TMS‑Anbieter stehen vor der Aufgabe, diese neue Prüflogik sauber in bestehende Zahlungsverkehrsprozesse zu integrieren. Anders als klassische Validierungen greift VoP zwischen Einreichung, Freigabe und finaler Ausführung einer Zahlung ein. Systeme müssen dementsprechend die VoP‑Rückmeldungen interpretieren, visualisieren und in bestehende Freigabe‑ und Signaturprozesse einbetten können.
Für Unternehmen verändert sich vor allem die operative Verantwortung. Während Zahlungen bislang primär auf Basis interner Freigaben ausgelöst wurden, tritt nun eine externe Rückmeldung hinzu, die bewusst bewertet werden muss. Insbesondere bei Abweichungen zwischen Empfängername und Bankdaten entsteht ein zusätzlicher Entscheidungspunkt im Zahlungsprozess. Denn bei der Freigabe einer Close‑ oder No‑Match‑Zahlung haftet das Unternehmen für die Ausführung inkorrekter Zahlungen, während die Haftung bei Full Matches auf die Bank übergeht. Damit gewinnt auch das Stammdatenmanagement im Unternehmen deutlich an Bedeutung, da fehlerhafte oder inkonsistente Stammdaten zu No‑Match‑Rückmeldungen führen.

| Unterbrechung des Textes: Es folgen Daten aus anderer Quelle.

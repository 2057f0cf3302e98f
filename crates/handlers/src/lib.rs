//! `handlers` crate: the contracts shared by the engine and business logic.
//!
//! Approval rules live outside this workspace. They implement [`NodeHandler`],
//! [`EdgeHandler`] or [`StateCommit`] against the record capabilities defined
//! in [`record`], and the engine dispatches to them through trait objects.

pub mod error;
pub mod record;
pub mod traits;
pub mod mock;

pub use error::HandlerError;
pub use record::{Edge, EdgeRecord, EdgeType, Extras, Node, NodeRecord, NodeType};
pub use traits::{EdgeHandler, NodeHandler, StateCommit, StepContext};
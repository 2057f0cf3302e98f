//! Recording test doubles for every handler kind.
//!
//! All doubles built from the same [`Journal`] append to one ordered log, so a
//! test can assert the exact sequence of calls a step made across handlers.

use async_trait::async_trait;
use std::sync::{Arc, Mutex};

use crate::{
    EdgeHandler, EdgeRecord, HandlerError, NodeHandler, NodeRecord, StateCommit, StepContext,
};

/// Shared, ordered call log. Entries look like `"<label>:<record id>"`.
#[derive(Debug, Clone, Default)]
pub struct Journal {
    calls: Arc<Mutex<Vec<String>>>,
}

impl Journal {
    /// An empty journal; clone it into every double that should share it.
    pub fn new() -> Self {
        Self::default()
    }

    fn record(&self, label: &str, id: &str) {
        self.calls.lock().unwrap().push(format!("{label}:{id}"));
    }

    /// Snapshot of every call so far, in call order.
    pub fn calls(&self) -> Vec<String> {
        self.calls.lock().unwrap().clone()
    }

    /// Number of calls whose label is `label`.
    pub fn count(&self, label: &str) -> usize {
        let prefix = format!("{label}:");
        self.calls
            .lock()
            .unwrap()
            .iter()
            .filter(|c| c.starts_with(&prefix))
            .count()
    }

    /// Forget every recorded call.
    pub fn clear(&self) {
        self.calls.lock().unwrap().clear();
    }
}

/// Behaviour injected into a mock at construction time.
#[derive(Debug, Clone)]
pub enum MockBehaviour {
    /// Return `Ok(())`.
    Succeed,
    /// Return `HandlerError::Retryable` with this message.
    FailRetryable(String),
    /// Return `HandlerError::Fatal` with this message.
    FailFatal(String),
}

impl MockBehaviour {
    fn outcome(&self) -> Result<(), HandlerError> {
        match self {
            Self::Succeed => Ok(()),
            Self::FailRetryable(msg) => Err(HandlerError::Retryable(msg.clone())),
            Self::FailFatal(msg) => Err(HandlerError::Fatal(msg.clone())),
        }
    }
}

/// Node handler double, usable in any of the on/before/after slots.
pub struct MockNodeHandler {
    /// Prefix of this double's journal entries.
    pub label: String,
    /// What every `handle` call returns.
    pub behaviour: MockBehaviour,
    journal: Journal,
}

impl MockNodeHandler {
    /// Records the call and succeeds.
    pub fn succeeding(label: impl Into<String>, journal: &Journal) -> Self {
        Self {
            label: label.into(),
            behaviour: MockBehaviour::Succeed,
            journal: journal.clone(),
        }
    }

    /// Records the call and fails with `HandlerError::Fatal(msg)`.
    pub fn failing_fatal(label: impl Into<String>, msg: impl Into<String>, journal: &Journal) -> Self {
        Self {
            label: label.into(),
            behaviour: MockBehaviour::FailFatal(msg.into()),
            journal: journal.clone(),
        }
    }

    /// Records the call and fails with `HandlerError::Retryable(msg)`.
    pub fn failing_retryable(
        label: impl Into<String>,
        msg: impl Into<String>,
        journal: &Journal,
    ) -> Self {
        Self {
            label: label.into(),
            behaviour: MockBehaviour::FailRetryable(msg.into()),
            journal: journal.clone(),
        }
    }
}

#[async_trait]
impl NodeHandler for MockNodeHandler {
    async fn handle(&self, node: &dyn NodeRecord, _ctx: &StepContext) -> Result<(), HandlerError> {
        self.journal.record(&self.label, node.id());
        self.behaviour.outcome()
    }
}

#[derive(Debug, Clone)]
enum Decision {
    Accept,
    Decline,
    Fail(String),
}

/// Decision handler double.
pub struct MockDecision {
    /// Prefix of this double's journal entries.
    pub label: String,
    decision: Decision,
    journal: Journal,
}

impl MockDecision {
    /// Records the call and accepts the edge.
    pub fn accepting(label: impl Into<String>, journal: &Journal) -> Self {
        Self::with(label, Decision::Accept, journal)
    }

    /// Records the call and declines the edge.
    pub fn declining(label: impl Into<String>, journal: &Journal) -> Self {
        Self::with(label, Decision::Decline, journal)
    }

    /// Records the call and fails with `HandlerError::Fatal(msg)`.
    pub fn failing(label: impl Into<String>, msg: impl Into<String>, journal: &Journal) -> Self {
        Self::with(label, Decision::Fail(msg.into()), journal)
    }

    fn with(label: impl Into<String>, decision: Decision, journal: &Journal) -> Self {
        Self {
            label: label.into(),
            decision,
            journal: journal.clone(),
        }
    }
}

#[async_trait]
impl EdgeHandler for MockDecision {
    async fn decide(&self, edge: &dyn EdgeRecord, _ctx: &StepContext) -> Result<bool, HandlerError> {
        self.journal.record(&self.label, edge.id());
        match &self.decision {
            Decision::Accept => Ok(true),
            Decision::Decline => Ok(false),
            Decision::Fail(msg) => Err(HandlerError::Fatal(msg.clone())),
        }
    }
}

/// State-commit double.
pub struct MockCommit {
    /// Prefix of this double's journal entries.
    pub label: String,
    /// What every `commit` call returns.
    pub behaviour: MockBehaviour,
    journal: Journal,
}

impl MockCommit {
    /// Records the call and succeeds.
    pub fn succeeding(label: impl Into<String>, journal: &Journal) -> Self {
        Self {
            label: label.into(),
            behaviour: MockBehaviour::Succeed,
            journal: journal.clone(),
        }
    }

    /// Records the call and fails with `HandlerError::Fatal(msg)`.
    pub fn failing(label: impl Into<String>, msg: impl Into<String>, journal: &Journal) -> Self {
        Self {
            label: label.into(),
            behaviour: MockBehaviour::FailFatal(msg.into()),
            journal: journal.clone(),
        }
    }
}

#[async_trait]
impl StateCommit for MockCommit {
    async fn commit(&self, edge: &dyn EdgeRecord, _ctx: &StepContext) -> Result<(), HandlerError> {
        self.journal.record(&self.label, edge.id());
        self.behaviour.outcome()
    }
}
//! Node and edge records.
//!
//! The engine only ever needs identity, a type tag and an opaque extras blob,
//! so it talks to records through [`NodeRecord`] / [`EdgeRecord`]. [`Node`]
//! and [`Edge`] are the concrete records used by JSON process definitions.

use std::borrow::Borrow;
use std::fmt;

use serde::ser::Error as _;
use serde::{Deserialize, Deserializer, Serialize, Serializer};
use serde_json::value::RawValue;

// ---------------------------------------------------------------------------
// Capabilities
// ---------------------------------------------------------------------------

/// What the engine needs from a workflow step.
pub trait NodeRecord: Send + Sync {
    fn id(&self) -> &str;
    fn name(&self) -> &str;
    /// Tag selecting the on/before/after handlers.
    fn node_type(&self) -> &str;
    fn extras(&self) -> &[u8];
}

/// What the engine needs from a possible transition.
pub trait EdgeRecord: Send + Sync {
    fn id(&self) -> &str;
    fn src_id(&self) -> &str;
    fn dst_id(&self) -> &str;
    /// Tag selecting the decision handler.
    fn edge_type(&self) -> &str;
    /// Lower values are evaluated first.
    fn priority(&self) -> i64;
    fn extras(&self) -> &[u8];
}

// ---------------------------------------------------------------------------
// Type tags
// ---------------------------------------------------------------------------

macro_rules! type_tag {
    ($(#[$meta:meta])* $name:ident) => {
        $(#[$meta])*
        #[derive(Debug, Clone, PartialEq, Eq, PartialOrd, Ord, Hash, Default, Serialize, Deserialize)]
        #[serde(transparent)]
        pub struct $name(String);

        impl $name {
            pub fn new(tag: impl Into<String>) -> Self {
                Self(tag.into())
            }

            pub fn as_str(&self) -> &str {
                &self.0
            }
        }

        impl Borrow<str> for $name {
            fn borrow(&self) -> &str {
                &self.0
            }
        }

        impl fmt::Display for $name {
            fn fmt(&self, f: &mut fmt::Formatter<'_>) -> fmt::Result {
                f.write_str(&self.0)
            }
        }

        impl From<&str> for $name {
            fn from(tag: &str) -> Self {
                Self(tag.to_owned())
            }
        }

        impl From<String> for $name {
            fn from(tag: String) -> Self {
                Self(tag)
            }
        }
    };
}

type_tag!(
    /// Node type tag, e.g. `leave_request`.
    NodeType
);

type_tag!(
    /// Edge type tag, e.g. `approval`.
    EdgeType
);

// ---------------------------------------------------------------------------
// Extras
// ---------------------------------------------------------------------------

/// Opaque per-node / per-edge configuration.
///
/// The engine never looks inside. In JSON definitions the blob is the raw
/// text of whatever value sits in the extras field, byte for byte; `null` or
/// a missing field is the empty blob. Only blobs holding JSON text can be
/// written back out as JSON.
#[derive(Debug, Clone, PartialEq, Eq, Default)]
pub struct Extras(Vec<u8>);

impl Extras {
    pub fn new(bytes: impl Into<Vec<u8>>) -> Self {
        Self(bytes.into())
    }

    pub fn as_bytes(&self) -> &[u8] {
        &self.0
    }

    pub fn is_empty(&self) -> bool {
        self.0.is_empty()
    }
}

impl From<Vec<u8>> for Extras {
    fn from(bytes: Vec<u8>) -> Self {
        Self(bytes)
    }
}

impl Serialize for Extras {
    fn serialize<S: Serializer>(&self, serializer: S) -> Result<S::Ok, S::Error> {
        if self.0.is_empty() {
            return serializer.serialize_none();
        }
        let raw = std::str::from_utf8(&self.0)
            .ok()
            .and_then(|text| RawValue::from_string(text.to_owned()).ok())
            .ok_or_else(|| S::Error::custom("extras do not hold JSON text"))?;
        raw.serialize(serializer)
    }
}

impl<'de> Deserialize<'de> for Extras {
    fn deserialize<D: Deserializer<'de>>(deserializer: D) -> Result<Self, D::Error> {
        let raw = Box::<RawValue>::deserialize(deserializer)?;
        match raw.get() {
            "null" => Ok(Self::default()),
            text => Ok(Self(text.as_bytes().to_vec())),
        }
    }
}

// ---------------------------------------------------------------------------
// Concrete records
// ---------------------------------------------------------------------------

/// A workflow step as stored in a process definition.
#[derive(Debug, Clone, PartialEq, Serialize, Deserialize)]
pub struct Node {
    pub id: String,
    #[serde(default)]
    pub name: String,
    #[serde(rename = "nodeType")]
    pub node_type: NodeType,
    #[serde(rename = "node_extras", default)]
    pub extras: Extras,
}

impl Node {
    pub fn new(id: impl Into<String>, name: impl Into<String>, node_type: impl Into<NodeType>) -> Self {
        Self {
            id: id.into(),
            name: name.into(),
            node_type: node_type.into(),
            extras: Extras::default(),
        }
    }

    pub fn with_extras(mut self, extras: impl Into<Extras>) -> Self {
        self.extras = extras.into();
        self
    }
}

impl NodeRecord for Node {
    fn id(&self) -> &str {
        &self.id
    }

    fn name(&self) -> &str {
        &self.name
    }

    fn node_type(&self) -> &str {
        self.node_type.as_str()
    }

    fn extras(&self) -> &[u8] {
        self.extras.as_bytes()
    }
}

/// A typed, prioritized transition between two nodes.
#[derive(Debug, Clone, PartialEq, Serialize, Deserialize)]
pub struct Edge {
    pub id: String,
    #[serde(rename = "srcId")]
    pub src_id: String,
    #[serde(rename = "dstId")]
    pub dst_id: String,
    #[serde(rename = "line_type")]
    pub edge_type: EdgeType,
    #[serde(default)]
    pub priority: i64,
    #[serde(rename = "line_extras", default)]
    pub extras: Extras,
}

impl Edge {
    pub fn new(
        id: impl Into<String>,
        src_id: impl Into<String>,
        dst_id: impl Into<String>,
        edge_type: impl Into<EdgeType>,
        priority: i64,
    ) -> Self {
        Self {
            id: id.into(),
            src_id: src_id.into(),
            dst_id: dst_id.into(),
            edge_type: edge_type.into(),
            priority,
            extras: Extras::default(),
        }
    }

    pub fn with_extras(mut self, extras: impl Into<Extras>) -> Self {
        self.extras = extras.into();
        self
    }
}

impl EdgeRecord for Edge {
    fn id(&self) -> &str {
        &self.id
    }

    fn src_id(&self) -> &str {
        &self.src_id
    }

    fn dst_id(&self) -> &str {
        &self.dst_id
    }

    fn edge_type(&self) -> &str {
        self.edge_type.as_str()
    }

    fn priority(&self) -> i64 {
        self.priority
    }

    fn extras(&self) -> &[u8] {
        self.extras.as_bytes()
    }
}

Eine zentrale Rolle bei VoP spielen die Opt‑In‑ und Opt‑Out‑Möglichkeiten für Unternehmen. Während einzelne Zahlungen grundsätzlich VoP‑pflichtig sind, können Unternehmen bei Sammelzahlungen entscheiden, ob sie VoP aktiv nutzen (Opt‑In) oder zunächst darauf verzichten (Opt‑Out). Diese Wahlfreiheit hat sich insbesondere in der Einführungsphase als wesentlich erwiesen. Angesichts der operativen Herausforderungen wird aktuell eine fortgesetzte Nutzung von Opt‑Out bei Einzelzahlungen von der BaFin toleriert, um eine schrittweise Einführung von Verification of Payee zu ermöglichen. Die Übernahme der Duldung liegt jedoch im Ermessen der jeweiligen Bank und ist nicht verbindlich vorgegeben.